Description of the task:
Please repeat exactly the lines below from the one containing "const_assert!(gpio::gpfsel(gpio::GPFSEL_COUNT - 1)" down to the one containing "fn read(&mut self, offset: usize) -> u32;", both included, and nothing else.

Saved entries

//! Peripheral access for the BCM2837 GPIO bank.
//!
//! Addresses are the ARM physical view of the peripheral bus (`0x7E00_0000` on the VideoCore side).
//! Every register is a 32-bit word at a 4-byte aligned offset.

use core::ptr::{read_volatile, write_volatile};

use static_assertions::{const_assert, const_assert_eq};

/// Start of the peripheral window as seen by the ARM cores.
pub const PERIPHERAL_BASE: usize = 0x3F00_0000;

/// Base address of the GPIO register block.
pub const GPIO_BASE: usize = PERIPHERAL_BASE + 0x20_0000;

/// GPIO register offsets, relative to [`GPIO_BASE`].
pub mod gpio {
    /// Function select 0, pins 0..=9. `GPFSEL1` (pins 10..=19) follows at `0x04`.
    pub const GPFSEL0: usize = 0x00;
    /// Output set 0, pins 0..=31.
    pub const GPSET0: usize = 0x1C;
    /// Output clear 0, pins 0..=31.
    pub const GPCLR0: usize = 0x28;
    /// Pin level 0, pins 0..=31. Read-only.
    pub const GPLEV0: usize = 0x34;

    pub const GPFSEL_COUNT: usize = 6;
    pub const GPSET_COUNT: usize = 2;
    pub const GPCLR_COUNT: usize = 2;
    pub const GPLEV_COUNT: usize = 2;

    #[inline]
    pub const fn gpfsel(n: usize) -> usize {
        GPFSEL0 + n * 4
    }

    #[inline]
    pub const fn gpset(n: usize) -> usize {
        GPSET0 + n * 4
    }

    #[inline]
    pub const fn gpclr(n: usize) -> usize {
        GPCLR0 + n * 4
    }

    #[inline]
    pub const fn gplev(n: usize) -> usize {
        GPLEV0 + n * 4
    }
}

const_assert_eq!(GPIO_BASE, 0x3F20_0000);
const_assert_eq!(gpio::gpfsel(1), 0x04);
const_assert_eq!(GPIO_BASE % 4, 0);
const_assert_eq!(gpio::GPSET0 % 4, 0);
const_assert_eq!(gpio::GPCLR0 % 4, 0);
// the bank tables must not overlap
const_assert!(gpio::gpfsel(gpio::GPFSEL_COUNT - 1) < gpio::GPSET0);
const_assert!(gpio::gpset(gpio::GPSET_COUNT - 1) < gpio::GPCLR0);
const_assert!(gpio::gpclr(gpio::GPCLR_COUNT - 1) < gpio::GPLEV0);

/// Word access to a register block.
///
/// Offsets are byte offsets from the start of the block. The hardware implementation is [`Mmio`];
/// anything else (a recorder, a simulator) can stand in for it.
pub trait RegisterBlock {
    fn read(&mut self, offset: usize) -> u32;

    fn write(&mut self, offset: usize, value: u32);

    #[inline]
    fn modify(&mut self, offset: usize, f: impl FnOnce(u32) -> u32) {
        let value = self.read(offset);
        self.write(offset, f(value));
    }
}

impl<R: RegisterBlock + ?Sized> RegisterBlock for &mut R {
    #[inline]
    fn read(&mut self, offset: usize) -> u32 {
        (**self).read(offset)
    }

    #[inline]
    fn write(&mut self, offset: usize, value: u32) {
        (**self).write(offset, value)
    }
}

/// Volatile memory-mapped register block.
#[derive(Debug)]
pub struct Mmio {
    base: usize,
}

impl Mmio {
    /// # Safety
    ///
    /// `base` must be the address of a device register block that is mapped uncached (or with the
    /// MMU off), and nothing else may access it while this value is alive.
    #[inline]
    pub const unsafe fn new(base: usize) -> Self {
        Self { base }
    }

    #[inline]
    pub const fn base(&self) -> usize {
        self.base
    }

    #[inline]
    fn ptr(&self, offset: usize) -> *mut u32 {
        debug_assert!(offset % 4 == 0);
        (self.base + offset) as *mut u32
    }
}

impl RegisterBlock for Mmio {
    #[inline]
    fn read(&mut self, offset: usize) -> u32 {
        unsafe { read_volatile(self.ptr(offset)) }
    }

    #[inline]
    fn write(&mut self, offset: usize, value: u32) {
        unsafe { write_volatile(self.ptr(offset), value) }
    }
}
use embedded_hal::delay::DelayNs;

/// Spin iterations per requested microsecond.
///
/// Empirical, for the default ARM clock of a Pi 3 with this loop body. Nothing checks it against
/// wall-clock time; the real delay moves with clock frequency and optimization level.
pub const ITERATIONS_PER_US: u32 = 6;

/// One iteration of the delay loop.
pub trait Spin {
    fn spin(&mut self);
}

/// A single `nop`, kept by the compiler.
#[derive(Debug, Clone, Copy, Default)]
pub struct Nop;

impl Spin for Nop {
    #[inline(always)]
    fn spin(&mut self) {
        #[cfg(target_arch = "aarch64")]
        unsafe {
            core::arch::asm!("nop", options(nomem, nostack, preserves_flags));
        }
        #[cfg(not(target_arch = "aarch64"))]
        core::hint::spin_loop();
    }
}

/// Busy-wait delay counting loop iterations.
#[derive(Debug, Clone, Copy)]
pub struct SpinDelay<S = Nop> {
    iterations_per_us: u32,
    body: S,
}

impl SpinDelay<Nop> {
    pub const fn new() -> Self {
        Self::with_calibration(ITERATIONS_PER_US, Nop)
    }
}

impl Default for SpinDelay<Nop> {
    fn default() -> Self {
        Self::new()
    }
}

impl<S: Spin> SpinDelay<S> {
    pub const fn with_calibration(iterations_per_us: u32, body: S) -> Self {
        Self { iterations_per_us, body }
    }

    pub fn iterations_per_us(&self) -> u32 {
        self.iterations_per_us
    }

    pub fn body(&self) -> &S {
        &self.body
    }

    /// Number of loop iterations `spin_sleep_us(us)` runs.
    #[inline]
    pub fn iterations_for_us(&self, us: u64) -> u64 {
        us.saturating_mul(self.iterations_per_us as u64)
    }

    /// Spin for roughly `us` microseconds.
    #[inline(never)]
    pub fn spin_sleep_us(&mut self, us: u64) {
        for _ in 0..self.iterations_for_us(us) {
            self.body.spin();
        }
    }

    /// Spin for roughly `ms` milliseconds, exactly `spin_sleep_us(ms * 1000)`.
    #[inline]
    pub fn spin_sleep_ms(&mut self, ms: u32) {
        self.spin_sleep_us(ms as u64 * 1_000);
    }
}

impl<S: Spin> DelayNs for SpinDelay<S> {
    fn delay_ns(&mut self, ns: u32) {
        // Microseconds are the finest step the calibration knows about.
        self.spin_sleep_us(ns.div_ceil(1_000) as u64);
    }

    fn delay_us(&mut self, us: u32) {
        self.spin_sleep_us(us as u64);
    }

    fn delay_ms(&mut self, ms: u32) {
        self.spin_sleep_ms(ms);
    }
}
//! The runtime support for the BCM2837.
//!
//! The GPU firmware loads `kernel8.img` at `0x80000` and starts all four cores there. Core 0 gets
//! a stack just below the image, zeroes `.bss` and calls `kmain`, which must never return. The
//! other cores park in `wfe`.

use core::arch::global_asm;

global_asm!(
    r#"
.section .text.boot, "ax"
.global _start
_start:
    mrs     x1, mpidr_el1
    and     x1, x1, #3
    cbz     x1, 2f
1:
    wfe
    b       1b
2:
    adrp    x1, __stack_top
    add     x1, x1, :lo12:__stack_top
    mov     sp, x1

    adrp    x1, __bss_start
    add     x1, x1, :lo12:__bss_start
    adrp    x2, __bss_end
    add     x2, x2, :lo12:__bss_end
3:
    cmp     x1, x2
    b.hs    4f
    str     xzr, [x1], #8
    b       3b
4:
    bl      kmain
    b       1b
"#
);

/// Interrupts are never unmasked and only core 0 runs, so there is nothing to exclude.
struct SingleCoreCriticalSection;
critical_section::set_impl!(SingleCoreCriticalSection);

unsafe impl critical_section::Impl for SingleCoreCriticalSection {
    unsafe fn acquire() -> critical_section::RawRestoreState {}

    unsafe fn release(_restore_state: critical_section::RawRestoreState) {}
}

---

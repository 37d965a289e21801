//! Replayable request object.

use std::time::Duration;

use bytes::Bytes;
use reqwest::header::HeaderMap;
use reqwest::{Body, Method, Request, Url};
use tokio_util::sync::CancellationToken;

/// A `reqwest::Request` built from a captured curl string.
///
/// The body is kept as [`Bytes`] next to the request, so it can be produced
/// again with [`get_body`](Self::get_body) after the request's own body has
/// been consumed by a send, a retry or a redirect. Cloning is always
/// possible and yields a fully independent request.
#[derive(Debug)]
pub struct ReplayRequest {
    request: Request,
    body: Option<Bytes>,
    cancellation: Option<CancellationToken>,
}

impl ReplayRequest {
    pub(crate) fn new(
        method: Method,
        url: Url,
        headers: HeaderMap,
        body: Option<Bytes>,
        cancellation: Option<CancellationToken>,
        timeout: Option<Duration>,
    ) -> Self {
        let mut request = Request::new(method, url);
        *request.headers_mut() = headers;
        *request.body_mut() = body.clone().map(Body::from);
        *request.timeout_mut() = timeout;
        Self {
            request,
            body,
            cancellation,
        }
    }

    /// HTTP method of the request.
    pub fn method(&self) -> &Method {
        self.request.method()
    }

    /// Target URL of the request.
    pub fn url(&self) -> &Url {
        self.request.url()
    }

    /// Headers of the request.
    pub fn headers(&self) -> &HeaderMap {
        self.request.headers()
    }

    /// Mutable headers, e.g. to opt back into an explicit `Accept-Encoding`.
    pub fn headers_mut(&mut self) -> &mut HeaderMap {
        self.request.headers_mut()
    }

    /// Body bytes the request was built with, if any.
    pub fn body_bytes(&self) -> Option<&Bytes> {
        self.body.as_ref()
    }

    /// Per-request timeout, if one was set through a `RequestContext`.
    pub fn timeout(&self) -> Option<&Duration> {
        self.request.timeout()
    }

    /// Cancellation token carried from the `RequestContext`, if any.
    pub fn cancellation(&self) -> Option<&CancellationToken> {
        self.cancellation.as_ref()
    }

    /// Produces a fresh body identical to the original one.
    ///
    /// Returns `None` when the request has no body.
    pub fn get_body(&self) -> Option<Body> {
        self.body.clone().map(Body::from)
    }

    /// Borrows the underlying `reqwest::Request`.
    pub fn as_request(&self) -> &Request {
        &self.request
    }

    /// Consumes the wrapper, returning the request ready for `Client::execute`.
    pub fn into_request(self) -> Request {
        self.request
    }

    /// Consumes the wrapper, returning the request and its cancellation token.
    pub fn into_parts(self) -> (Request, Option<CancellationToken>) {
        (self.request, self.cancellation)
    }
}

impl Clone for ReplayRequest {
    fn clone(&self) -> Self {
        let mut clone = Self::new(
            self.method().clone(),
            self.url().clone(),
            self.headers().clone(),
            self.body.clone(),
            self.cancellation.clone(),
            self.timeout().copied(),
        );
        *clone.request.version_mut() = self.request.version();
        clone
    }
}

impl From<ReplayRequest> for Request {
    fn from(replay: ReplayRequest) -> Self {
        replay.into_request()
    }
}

Exercise output:
const_assert!(gpio::gpfsel(gpio::GPFSEL_COUNT - 1) < gpio::GPSET0);
const_assert!(gpio::gpset(gpio::GPSET_COUNT - 1) < gpio::GPCLR0);
const_assert!(gpio::gpclr(gpio::GPCLR_COUNT - 1) < gpio::GPLEV0);

/// Word access to a register block.
///
/// Offsets are byte offsets from the start of the block. The hardware implementation is [`Mmio`];
/// anything else (a recorder, a simulator) can stand in for it.
pub trait RegisterBlock {
    fn read(&mut self, offset: usize) -> u32;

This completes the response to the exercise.